» PROVIDED RECORDS:
####################

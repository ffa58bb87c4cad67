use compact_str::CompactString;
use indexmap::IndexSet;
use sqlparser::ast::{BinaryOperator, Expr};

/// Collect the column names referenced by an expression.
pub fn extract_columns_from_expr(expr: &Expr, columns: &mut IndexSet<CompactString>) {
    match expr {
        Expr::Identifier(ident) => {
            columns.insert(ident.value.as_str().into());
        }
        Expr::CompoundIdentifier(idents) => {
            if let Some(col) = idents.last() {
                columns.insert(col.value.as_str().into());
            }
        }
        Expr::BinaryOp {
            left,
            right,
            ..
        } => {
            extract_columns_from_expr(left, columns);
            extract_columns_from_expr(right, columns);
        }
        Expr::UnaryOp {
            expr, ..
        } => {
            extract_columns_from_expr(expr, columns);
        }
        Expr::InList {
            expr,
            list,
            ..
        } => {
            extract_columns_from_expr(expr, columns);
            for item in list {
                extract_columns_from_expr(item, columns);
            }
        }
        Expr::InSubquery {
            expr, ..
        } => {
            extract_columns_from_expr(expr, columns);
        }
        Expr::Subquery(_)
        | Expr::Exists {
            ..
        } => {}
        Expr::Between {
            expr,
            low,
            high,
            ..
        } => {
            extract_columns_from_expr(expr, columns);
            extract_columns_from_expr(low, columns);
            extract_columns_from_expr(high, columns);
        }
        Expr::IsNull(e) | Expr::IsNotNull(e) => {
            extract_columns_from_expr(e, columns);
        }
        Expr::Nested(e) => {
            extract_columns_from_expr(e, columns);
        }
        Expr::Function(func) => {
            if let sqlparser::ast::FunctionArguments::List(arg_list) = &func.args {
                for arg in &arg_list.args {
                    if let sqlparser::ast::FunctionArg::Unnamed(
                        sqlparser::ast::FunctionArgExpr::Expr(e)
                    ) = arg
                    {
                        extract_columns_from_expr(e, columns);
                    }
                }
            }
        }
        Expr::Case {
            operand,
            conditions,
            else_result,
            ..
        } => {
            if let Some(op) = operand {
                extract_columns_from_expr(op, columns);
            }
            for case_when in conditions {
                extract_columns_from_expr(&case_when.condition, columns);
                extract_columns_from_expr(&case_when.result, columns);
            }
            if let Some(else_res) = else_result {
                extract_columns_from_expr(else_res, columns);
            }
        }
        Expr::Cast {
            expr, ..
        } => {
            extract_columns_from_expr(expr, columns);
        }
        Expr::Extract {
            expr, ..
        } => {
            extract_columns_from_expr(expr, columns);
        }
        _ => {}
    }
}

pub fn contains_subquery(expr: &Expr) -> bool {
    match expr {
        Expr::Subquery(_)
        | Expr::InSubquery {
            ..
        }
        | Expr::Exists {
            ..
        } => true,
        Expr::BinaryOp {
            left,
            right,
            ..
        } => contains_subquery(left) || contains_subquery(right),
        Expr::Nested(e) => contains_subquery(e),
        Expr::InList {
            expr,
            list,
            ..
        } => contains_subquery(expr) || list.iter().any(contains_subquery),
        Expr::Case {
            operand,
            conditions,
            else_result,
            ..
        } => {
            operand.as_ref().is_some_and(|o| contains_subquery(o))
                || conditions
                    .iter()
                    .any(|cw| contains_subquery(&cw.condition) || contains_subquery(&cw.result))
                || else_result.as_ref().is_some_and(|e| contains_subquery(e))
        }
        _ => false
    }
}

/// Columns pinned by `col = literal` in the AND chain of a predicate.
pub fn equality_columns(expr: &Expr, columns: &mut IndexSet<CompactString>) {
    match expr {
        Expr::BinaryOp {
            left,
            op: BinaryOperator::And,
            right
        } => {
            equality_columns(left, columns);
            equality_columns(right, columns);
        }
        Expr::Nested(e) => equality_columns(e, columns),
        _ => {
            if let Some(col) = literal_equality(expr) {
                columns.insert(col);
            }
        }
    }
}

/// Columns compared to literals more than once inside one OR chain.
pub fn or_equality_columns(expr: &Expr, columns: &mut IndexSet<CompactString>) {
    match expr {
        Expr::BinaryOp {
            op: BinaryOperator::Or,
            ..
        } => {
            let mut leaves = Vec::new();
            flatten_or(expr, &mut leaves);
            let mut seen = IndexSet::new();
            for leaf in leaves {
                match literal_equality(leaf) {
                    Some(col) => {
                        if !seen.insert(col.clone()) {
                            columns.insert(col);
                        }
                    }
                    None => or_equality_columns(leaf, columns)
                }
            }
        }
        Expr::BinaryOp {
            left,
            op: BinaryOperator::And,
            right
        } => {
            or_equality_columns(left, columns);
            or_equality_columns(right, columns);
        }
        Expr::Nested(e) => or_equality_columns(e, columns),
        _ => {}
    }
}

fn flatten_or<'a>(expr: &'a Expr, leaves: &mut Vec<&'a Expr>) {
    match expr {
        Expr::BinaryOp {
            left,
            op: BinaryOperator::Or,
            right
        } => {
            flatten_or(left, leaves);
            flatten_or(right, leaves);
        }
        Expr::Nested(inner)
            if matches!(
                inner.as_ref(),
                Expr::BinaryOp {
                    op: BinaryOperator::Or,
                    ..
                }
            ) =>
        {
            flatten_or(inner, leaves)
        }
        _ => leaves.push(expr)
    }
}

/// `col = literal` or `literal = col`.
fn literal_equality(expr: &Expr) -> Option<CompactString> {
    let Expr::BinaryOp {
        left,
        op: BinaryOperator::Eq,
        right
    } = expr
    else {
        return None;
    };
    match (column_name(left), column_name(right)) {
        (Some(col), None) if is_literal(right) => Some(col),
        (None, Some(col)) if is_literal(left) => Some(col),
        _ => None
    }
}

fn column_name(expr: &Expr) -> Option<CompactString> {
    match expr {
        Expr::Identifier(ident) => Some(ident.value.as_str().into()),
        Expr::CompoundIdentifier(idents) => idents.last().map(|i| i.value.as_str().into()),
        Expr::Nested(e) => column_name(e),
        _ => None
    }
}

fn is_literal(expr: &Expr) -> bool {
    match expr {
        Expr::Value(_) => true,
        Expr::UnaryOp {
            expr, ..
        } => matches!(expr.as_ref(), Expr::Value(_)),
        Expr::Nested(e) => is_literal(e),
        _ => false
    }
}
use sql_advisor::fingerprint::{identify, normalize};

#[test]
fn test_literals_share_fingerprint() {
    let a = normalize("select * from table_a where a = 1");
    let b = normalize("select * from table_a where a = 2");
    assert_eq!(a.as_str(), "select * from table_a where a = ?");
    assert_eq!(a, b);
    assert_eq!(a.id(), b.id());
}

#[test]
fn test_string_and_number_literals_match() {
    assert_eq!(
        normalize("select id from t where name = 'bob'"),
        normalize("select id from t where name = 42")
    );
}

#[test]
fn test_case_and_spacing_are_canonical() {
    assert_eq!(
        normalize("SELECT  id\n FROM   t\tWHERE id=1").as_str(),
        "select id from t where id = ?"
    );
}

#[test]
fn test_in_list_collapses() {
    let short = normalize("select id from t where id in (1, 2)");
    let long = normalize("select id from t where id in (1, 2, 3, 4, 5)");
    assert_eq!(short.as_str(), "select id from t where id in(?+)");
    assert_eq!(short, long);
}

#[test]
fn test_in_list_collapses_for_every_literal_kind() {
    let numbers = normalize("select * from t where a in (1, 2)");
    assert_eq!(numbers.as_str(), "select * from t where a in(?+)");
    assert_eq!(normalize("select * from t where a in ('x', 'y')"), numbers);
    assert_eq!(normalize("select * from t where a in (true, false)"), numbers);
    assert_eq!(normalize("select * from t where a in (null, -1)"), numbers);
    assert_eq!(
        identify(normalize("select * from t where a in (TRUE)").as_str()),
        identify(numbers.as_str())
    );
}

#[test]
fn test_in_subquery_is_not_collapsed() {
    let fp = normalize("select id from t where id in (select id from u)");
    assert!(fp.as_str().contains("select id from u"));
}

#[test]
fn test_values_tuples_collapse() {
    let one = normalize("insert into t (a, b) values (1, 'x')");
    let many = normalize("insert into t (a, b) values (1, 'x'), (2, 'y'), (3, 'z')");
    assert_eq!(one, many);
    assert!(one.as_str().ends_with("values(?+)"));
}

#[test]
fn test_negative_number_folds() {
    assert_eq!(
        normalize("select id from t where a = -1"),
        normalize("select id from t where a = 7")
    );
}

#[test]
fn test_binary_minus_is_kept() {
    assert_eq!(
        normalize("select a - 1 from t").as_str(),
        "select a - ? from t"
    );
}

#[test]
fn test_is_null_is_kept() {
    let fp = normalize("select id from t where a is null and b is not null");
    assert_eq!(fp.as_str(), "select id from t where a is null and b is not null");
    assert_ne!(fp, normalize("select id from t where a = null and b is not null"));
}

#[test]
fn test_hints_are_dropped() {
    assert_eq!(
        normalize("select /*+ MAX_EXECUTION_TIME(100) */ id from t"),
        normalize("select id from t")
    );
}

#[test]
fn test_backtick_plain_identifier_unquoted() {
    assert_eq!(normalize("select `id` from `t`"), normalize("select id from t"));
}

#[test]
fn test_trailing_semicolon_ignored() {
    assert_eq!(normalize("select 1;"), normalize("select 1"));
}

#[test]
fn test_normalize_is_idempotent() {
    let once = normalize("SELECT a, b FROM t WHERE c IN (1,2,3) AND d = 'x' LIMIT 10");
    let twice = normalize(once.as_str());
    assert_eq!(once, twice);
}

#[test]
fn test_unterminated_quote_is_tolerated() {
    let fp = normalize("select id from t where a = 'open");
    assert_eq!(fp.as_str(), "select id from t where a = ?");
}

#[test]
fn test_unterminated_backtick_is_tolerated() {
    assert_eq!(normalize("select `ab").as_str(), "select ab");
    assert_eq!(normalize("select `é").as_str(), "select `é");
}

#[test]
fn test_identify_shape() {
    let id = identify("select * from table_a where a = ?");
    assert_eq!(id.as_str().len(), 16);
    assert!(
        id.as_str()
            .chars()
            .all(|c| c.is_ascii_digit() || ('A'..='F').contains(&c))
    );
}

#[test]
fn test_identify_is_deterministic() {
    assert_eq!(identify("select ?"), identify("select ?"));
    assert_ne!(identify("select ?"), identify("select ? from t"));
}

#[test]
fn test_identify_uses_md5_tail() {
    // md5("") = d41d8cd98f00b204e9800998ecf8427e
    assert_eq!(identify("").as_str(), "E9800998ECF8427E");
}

####################

» TASK STATEMENT: Only lines holding the string "item" are wanted; gather each one from the entries above.

» EXERCISE OUTPUT:
            for item in list {
                extract_columns_from_expr(item, columns);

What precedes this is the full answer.